Collected data entries:
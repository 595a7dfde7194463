//! Webhook handlers for GitHub push events and rollbacks

use axum::{
    Json,
    body::Bytes,
    extract::State as AxumState,
    http::{HeaderMap, StatusCode},
    response::{IntoResponse, Response},
};
use chrono::Utc;
use serde::Deserialize;
use serde_json::json;
use tracing::{debug, error, info, warn};

use crate::SharedState;
use crate::error::DeployError;
use crate::job::DeployJob;
use crate::utils::{SIGNATURE_HEADER, verify_request};
use crate::webhook::{WebhookEvent, classify_event};

/// Commit id recorded when a push payload carries none
pub const UNKNOWN_COMMIT: &str = "unknown";

/// Map an error to the status code the webhook sender sees.
pub fn status_for(error: &DeployError) -> StatusCode {
    match error {
        DeployError::Unauthorized(_) => StatusCode::UNAUTHORIZED,
        DeployError::Busy { .. } => StatusCode::CONFLICT,
        DeployError::PublishedUnhealthy { .. } => StatusCode::BAD_GATEWAY,
        _ => StatusCode::INTERNAL_SERVER_ERROR,
    }
}

fn summary_for(error: &DeployError) -> &'static str {
    match error {
        DeployError::Unauthorized(_) => "Invalid or missing signature",
        DeployError::Busy { .. } => "Deploy already in progress",
        DeployError::PublishedUnhealthy { .. } => "Release published but proxy is unhealthy",
        DeployError::PublishFailed(_) => "Publish failed",
        DeployError::StepFailed { .. }
        | DeployError::StepTimeout { .. }
        | DeployError::PipelineTimeout(_)
        | DeployError::InvalidArtifact(_) => "Deploy failed",
        _ => "Internal error",
    }
}

/// JSON error body with enough detail to find the matching deploy log lines.
pub fn error_response(error: &DeployError, job: Option<&DeployJob>) -> Response {
    let mut details = json!({
        "message": error.to_string(),
        "step": error.step(),
        "timestamp": Utc::now().to_rfc3339(),
    });

    match error {
        DeployError::Busy { job_id, .. } => {
            details["running_job_id"] = json!(job_id);
        }
        DeployError::PublishedUnhealthy { release, .. } => {
            details["published"] = json!(true);
            details["release"] = json!(release);
        }
        _ => {}
    }
    if let Some(job) = job {
        details["job_id"] = json!(job.id);
        details["commit"] = json!(job.trigger_commit_id);
    }

    (
        status_for(error),
        Json(json!({
            "error": summary_for(error),
            "details": details,
        })),
    )
        .into_response()
}

fn authenticate(state: &SharedState, headers: &HeaderMap, body: &Bytes) -> Result<(), DeployError> {
    let signature = headers.get(SIGNATURE_HEADER).and_then(|v| v.to_str().ok());
    verify_request(
        state.config.server.secret.as_deref(),
        state.config.server.allow_unsigned,
        body,
        signature,
    )
}

/// Handles the GitHub webhook POST request.
///
/// The body is verified as raw bytes before anything parses it.
pub async fn handle_webhook(
    AxumState(state): AxumState<SharedState>,
    headers: HeaderMap,
    body: Bytes,
) -> Response {
    if let Err(e) = authenticate(&state, &headers, &body) {
        warn!("Rejected webhook: {}", e);
        return error_response(&e, None);
    }

    // Only handle "push" events; a missing header is treated as a push.
    let event_opt = headers.get("X-GitHub-Event").and_then(|v| v.to_str().ok());
    match event_opt {
        Some("ping") => {
            info!("Received ping event");
            return (StatusCode::OK, Json(json!({"message": "pong"}))).into_response();
        }
        Some(other) if other != "push" => {
            info!("Not push event; Received {:?} event", other);
            return (
                StatusCode::OK,
                Json(json!({"message": "Event ignored", "event": other})),
            )
                .into_response();
        }
        _ => {}
    }

    let event = match WebhookEvent::from_slice(&body) {
        Ok(event) => event,
        Err(e) => {
            info!("Could not parse JSON body: {:?}", e);
            return (
                StatusCode::BAD_REQUEST,
                Json(json!({"error": "Invalid JSON payload", "details": e.to_string()})),
            )
                .into_response();
        }
    };
    debug!("{:#?}", &event);

    let release_ref = state.config.release_ref();
    let classification = classify_event(
        &event,
        &release_ref,
        state.config.project.repository.as_deref(),
    );
    if !classification.should_deploy {
        info!("Ignoring push: {}", classification.reason);
        let message = if event.git_ref.as_deref() == Some(release_ref.as_str()) {
            "Repository ignored"
        } else {
            "Branch ignorada"
        };
        return (
            StatusCode::OK,
            Json(json!({
                "message": message,
                "ref": event.git_ref,
                "reason": classification.reason,
            })),
        )
            .into_response();
    }

    let commit = match event.commit_id() {
        Some(id) => id.to_string(),
        None => {
            warn!(
                "Push to {} has neither head_commit.id nor after; deploying as commit '{}' (repository {:?})",
                release_ref,
                UNKNOWN_COMMIT,
                event.repository_full_name()
            );
            UNKNOWN_COMMIT.to_string()
        }
    };
    info!(
        "Push to {} for commit {} accepted, starting deploy",
        release_ref, commit
    );

    let outcome = match state.deployer.deploy(&commit, event.commit_message()).await {
        Ok(outcome) => outcome,
        Err(e) => {
            if matches!(e, DeployError::Busy { .. }) {
                warn!("Rejected deploy of {}: {}", commit, e);
            } else {
                error!("Could not start deploy of {}: {}", commit, e);
            }
            return error_response(&e, None);
        }
    };

    match outcome.result {
        Ok(report) => (
            StatusCode::OK,
            Json(json!({
                "success": true,
                "message": "Deploy completed successfully",
                "commit": commit,
                "timestamp": Utc::now().to_rfc3339(),
                "job_id": outcome.job.id,
                "release": report.release,
                "previous_release": report.previous,
                "pruned": report.pruned,
            })),
        )
            .into_response(),
        Err(e) => error_response(&e, Some(&outcome.job)),
    }
}

#[derive(Debug, Default, Deserialize)]
pub struct RollbackRequest {
    /// Release directory name; defaults to the one before the live release
    pub release: Option<String>,
}

/// POST /rollback - point the serving root at an older release.
/// Signed exactly like /deploy.
pub async fn handle_rollback(
    AxumState(state): AxumState<SharedState>,
    headers: HeaderMap,
    body: Bytes,
) -> Response {
    if let Err(e) = authenticate(&state, &headers, &body) {
        warn!("Rejected rollback: {}", e);
        return error_response(&e, None);
    }

    let request: RollbackRequest = if body.iter().all(|b| b.is_ascii_whitespace()) {
        RollbackRequest::default()
    } else {
        match serde_json::from_slice(&body) {
            Ok(request) => request,
            Err(e) => {
                return (
                    StatusCode::BAD_REQUEST,
                    Json(json!({"error": "Invalid JSON payload", "details": e.to_string()})),
                )
                    .into_response();
            }
        }
    };

    match state.deployer.rollback(request.release).await {
        Ok(report) => (
            StatusCode::OK,
            Json(json!({
                "success": true,
                "message": "Rollback completed",
                "release": report.release,
                "previous_release": report.previous,
                "timestamp": Utc::now().to_rfc3339(),
            })),
        )
            .into_response(),
        Err(e) => {
            error!("Rollback failed: {}", e);
            error_response(&e, None)
        }
    }
}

== Task instructions ==
In the records above, which lines hold the string "before"? Copy each one.

== Answer to this exercise ==
/// The body is verified as raw bytes before anything parses it.
    /// Release directory name; defaults to the one before the live release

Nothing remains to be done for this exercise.